PROBLEM DETAILS -> Only lines with the word "HTML" belong in the answer; copy them from the records below.

___ AVAILABLE DATA ___

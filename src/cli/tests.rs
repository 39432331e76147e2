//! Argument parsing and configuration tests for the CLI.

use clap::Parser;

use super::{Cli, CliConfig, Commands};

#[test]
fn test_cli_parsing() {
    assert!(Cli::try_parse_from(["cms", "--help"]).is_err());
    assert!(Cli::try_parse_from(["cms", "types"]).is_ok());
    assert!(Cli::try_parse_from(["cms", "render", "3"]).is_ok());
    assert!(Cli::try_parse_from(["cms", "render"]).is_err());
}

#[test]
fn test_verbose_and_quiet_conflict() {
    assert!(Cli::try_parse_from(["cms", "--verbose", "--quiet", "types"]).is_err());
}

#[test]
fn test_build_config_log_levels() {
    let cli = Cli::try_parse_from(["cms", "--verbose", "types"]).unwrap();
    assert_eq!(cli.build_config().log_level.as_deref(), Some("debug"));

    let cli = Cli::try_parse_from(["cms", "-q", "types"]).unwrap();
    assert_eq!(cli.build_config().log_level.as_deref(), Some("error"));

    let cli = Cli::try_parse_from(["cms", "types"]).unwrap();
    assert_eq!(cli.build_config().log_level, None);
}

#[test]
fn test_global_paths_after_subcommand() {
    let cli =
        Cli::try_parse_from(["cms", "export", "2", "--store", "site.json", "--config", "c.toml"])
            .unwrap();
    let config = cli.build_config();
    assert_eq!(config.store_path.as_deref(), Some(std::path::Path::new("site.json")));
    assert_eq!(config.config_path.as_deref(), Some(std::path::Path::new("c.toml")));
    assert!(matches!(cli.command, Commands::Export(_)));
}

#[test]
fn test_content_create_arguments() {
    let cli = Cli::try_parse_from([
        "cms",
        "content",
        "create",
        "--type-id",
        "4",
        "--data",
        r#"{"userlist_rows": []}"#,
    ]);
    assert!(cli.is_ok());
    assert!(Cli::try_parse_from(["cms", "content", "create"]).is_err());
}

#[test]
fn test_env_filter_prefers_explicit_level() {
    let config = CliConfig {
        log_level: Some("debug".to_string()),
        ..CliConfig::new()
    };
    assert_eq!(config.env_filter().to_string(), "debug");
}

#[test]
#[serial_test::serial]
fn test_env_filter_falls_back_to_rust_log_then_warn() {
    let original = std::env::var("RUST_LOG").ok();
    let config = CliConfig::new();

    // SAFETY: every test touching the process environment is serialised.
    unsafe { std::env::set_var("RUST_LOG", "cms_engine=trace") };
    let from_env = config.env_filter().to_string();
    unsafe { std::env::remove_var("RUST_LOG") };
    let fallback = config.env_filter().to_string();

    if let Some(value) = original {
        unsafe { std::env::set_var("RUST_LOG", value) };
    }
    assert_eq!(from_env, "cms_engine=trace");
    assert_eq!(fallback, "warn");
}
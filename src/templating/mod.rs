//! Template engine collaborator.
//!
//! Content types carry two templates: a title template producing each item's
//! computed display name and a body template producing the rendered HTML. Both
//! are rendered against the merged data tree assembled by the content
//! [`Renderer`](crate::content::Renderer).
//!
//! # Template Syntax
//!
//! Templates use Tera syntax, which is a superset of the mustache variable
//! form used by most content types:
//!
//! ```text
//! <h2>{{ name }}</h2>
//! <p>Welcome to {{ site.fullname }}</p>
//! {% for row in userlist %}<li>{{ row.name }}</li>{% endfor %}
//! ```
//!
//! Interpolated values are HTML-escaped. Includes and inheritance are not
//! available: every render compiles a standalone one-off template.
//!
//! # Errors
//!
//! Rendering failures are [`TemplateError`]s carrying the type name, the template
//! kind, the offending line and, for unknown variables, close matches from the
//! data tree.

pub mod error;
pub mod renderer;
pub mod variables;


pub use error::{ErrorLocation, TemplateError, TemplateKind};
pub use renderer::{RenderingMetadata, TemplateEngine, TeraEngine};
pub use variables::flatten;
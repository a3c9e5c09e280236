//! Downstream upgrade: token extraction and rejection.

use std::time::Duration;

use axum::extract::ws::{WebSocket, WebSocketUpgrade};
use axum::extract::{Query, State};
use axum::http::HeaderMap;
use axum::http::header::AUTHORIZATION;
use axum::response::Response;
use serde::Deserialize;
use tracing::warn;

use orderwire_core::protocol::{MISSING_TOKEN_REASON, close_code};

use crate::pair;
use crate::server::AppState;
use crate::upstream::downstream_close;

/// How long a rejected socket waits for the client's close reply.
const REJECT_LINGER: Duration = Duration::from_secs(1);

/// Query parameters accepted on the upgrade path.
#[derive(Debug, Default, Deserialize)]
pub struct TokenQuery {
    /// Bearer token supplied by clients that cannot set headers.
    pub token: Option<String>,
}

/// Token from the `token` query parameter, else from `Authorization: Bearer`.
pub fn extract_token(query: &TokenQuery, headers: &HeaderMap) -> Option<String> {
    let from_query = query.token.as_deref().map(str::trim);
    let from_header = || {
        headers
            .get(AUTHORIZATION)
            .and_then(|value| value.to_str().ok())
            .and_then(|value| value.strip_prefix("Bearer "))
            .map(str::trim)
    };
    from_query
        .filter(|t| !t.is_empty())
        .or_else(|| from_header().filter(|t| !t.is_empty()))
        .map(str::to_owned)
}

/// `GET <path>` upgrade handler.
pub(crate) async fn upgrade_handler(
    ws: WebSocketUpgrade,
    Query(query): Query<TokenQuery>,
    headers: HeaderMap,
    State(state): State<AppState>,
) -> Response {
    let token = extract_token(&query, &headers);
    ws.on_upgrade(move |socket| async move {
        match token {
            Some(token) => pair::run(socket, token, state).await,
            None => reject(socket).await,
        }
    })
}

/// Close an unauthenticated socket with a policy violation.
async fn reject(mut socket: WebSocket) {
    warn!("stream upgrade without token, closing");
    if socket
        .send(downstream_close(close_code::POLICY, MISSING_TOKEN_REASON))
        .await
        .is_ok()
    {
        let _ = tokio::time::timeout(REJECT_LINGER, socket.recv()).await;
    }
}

___
___ AVAILABLE DATA ___

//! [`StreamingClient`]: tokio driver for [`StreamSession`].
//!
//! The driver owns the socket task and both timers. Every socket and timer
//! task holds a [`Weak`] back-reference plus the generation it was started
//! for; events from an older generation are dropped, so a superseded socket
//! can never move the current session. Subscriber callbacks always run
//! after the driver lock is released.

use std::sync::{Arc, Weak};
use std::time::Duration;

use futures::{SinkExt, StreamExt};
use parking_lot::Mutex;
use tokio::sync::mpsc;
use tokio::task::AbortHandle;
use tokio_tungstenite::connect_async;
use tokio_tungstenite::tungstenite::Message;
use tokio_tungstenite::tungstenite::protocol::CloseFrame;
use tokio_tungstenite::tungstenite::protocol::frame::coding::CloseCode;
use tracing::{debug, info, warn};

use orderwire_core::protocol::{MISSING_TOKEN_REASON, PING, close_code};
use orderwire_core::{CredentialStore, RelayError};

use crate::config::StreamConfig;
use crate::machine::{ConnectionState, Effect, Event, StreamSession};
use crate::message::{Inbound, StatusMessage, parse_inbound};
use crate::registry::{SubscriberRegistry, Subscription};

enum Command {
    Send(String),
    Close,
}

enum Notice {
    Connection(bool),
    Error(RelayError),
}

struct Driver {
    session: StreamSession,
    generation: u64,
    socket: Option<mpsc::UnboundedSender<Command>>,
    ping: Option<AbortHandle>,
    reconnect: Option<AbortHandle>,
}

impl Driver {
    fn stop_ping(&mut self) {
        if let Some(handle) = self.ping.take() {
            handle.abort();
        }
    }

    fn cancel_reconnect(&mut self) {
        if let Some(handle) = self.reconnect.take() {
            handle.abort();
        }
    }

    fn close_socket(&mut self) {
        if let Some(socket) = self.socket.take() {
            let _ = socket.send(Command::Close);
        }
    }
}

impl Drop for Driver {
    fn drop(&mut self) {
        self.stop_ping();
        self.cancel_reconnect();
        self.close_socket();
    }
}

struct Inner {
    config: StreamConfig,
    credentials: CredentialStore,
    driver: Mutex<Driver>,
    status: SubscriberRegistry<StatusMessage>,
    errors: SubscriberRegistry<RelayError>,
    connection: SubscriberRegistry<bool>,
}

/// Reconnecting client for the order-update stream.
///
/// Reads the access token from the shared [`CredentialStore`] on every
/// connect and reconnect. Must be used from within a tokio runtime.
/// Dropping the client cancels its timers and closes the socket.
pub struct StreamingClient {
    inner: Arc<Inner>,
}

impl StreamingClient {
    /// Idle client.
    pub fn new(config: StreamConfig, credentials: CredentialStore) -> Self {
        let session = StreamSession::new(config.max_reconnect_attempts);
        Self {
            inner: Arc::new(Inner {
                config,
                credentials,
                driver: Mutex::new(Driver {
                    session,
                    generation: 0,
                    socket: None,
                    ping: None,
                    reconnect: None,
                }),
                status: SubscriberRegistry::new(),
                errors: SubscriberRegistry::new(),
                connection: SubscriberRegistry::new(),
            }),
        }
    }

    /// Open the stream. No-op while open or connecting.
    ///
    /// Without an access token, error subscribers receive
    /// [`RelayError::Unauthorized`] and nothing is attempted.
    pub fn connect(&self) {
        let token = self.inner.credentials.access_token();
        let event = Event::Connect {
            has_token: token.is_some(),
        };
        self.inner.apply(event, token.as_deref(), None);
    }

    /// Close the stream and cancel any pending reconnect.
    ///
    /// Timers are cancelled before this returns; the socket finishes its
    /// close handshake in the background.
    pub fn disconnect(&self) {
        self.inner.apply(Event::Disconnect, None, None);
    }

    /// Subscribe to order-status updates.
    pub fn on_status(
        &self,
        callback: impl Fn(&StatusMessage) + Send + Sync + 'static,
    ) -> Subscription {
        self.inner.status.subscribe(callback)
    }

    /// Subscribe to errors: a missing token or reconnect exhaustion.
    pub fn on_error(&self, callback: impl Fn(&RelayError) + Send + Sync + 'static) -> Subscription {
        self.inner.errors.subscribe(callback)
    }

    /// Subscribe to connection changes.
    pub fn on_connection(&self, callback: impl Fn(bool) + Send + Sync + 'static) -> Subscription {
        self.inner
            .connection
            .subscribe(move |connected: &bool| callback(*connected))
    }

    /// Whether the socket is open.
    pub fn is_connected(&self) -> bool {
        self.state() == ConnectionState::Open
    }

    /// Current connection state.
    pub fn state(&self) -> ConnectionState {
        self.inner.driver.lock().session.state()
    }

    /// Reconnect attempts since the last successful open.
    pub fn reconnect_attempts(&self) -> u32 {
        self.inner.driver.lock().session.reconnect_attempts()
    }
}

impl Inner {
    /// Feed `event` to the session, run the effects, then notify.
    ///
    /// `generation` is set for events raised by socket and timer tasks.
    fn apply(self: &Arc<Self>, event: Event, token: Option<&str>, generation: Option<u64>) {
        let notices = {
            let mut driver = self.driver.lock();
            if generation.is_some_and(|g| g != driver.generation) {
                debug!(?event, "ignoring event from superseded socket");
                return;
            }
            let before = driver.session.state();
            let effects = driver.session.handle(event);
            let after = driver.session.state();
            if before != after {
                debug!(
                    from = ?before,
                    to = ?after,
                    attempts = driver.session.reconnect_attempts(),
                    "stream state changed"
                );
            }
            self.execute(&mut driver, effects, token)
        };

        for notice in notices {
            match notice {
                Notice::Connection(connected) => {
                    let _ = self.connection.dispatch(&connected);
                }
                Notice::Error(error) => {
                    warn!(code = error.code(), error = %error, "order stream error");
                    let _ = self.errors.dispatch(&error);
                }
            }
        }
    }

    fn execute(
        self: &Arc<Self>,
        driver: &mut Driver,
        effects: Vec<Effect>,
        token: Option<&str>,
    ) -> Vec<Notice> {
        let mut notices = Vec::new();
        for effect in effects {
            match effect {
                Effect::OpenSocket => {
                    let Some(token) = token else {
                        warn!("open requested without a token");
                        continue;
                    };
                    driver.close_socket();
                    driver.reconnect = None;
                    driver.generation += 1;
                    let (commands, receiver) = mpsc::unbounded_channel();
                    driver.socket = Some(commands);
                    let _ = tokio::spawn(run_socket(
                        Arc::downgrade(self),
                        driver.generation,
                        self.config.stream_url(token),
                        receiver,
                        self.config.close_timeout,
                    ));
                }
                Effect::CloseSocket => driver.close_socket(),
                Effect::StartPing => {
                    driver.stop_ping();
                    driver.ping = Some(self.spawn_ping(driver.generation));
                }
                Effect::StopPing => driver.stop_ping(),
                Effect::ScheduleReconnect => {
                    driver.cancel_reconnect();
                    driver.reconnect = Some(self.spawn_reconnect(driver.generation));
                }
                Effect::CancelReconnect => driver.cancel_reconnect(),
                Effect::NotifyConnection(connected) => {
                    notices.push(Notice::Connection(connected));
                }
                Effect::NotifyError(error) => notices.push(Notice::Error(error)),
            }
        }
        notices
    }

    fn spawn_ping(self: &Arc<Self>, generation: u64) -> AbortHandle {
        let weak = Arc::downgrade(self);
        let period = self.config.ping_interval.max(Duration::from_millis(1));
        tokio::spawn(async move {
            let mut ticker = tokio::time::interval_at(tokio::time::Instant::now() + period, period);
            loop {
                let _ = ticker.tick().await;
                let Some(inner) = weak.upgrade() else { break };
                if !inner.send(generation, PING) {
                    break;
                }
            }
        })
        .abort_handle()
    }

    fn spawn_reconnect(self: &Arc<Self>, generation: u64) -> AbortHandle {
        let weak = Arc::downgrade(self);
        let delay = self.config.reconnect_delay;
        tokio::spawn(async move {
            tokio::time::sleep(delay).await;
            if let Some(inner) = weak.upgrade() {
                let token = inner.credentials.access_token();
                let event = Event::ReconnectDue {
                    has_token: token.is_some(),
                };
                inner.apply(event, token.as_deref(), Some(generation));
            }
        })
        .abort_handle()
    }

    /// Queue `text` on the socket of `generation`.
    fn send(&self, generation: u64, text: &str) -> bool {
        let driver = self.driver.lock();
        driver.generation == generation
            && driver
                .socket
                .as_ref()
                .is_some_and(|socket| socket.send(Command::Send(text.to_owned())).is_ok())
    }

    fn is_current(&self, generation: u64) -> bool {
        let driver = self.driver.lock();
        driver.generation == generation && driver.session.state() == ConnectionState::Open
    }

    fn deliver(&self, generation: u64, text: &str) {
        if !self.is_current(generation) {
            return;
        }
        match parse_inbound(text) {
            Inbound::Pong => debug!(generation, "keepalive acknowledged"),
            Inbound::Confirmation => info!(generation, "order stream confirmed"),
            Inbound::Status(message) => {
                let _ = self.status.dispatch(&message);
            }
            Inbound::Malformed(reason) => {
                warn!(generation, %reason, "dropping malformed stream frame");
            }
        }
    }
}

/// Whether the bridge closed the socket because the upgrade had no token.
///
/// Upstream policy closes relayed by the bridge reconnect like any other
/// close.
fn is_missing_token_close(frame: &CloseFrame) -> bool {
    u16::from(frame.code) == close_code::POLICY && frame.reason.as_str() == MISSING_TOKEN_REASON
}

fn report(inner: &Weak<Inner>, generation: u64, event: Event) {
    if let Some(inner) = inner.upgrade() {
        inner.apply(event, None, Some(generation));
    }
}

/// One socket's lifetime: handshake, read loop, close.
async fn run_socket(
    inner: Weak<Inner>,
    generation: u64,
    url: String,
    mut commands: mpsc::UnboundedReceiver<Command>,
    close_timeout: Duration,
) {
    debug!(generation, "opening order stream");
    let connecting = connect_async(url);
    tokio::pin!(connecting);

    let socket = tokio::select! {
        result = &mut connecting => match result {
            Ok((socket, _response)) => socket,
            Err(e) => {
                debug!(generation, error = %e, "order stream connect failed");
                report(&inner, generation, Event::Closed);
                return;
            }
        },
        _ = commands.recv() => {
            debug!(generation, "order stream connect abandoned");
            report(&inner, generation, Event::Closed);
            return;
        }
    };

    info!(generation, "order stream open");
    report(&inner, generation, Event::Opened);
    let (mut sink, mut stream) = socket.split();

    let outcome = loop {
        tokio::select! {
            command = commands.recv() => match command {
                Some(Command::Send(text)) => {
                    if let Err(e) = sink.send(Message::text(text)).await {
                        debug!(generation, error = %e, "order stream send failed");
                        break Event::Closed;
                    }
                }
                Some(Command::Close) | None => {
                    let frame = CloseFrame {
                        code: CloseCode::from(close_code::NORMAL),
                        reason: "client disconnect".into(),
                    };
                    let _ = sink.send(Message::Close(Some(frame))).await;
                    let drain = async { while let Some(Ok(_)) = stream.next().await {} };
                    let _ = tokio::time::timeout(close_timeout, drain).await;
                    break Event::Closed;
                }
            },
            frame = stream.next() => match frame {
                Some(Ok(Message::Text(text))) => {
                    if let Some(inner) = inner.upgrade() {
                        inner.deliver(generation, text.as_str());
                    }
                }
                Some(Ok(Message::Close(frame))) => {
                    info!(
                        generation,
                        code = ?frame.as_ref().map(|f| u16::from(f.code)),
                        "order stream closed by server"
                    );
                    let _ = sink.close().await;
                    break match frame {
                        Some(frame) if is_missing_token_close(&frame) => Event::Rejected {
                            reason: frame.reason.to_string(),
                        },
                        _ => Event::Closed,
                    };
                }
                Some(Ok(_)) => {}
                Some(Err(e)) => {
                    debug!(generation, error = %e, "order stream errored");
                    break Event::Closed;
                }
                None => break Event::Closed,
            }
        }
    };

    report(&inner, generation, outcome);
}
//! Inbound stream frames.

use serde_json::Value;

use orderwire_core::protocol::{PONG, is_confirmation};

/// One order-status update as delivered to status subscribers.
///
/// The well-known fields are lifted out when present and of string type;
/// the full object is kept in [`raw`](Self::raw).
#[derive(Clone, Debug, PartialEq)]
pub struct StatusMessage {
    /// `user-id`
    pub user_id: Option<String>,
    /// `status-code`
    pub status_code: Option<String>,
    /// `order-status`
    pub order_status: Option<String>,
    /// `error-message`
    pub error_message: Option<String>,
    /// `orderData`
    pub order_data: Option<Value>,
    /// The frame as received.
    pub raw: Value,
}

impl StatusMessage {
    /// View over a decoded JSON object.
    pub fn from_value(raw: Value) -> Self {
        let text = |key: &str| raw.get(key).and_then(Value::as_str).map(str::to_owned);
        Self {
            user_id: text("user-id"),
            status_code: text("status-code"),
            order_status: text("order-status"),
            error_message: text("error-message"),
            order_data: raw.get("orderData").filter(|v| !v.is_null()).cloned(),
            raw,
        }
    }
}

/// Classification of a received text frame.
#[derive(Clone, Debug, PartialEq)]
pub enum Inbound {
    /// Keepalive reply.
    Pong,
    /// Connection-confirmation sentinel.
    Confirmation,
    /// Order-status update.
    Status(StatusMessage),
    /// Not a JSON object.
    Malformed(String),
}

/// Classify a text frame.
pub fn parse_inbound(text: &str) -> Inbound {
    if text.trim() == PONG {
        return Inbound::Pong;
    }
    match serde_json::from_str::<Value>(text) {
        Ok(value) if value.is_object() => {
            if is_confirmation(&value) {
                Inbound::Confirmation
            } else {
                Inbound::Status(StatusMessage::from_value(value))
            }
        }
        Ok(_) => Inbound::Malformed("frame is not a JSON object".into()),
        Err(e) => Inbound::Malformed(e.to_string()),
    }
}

___

OUTPUT FOR THIS TASK ->
//! computed display name and a body template producing the rendered HTML. Both
//! Interpolated values are HTML-escaped. Includes and inheritance are not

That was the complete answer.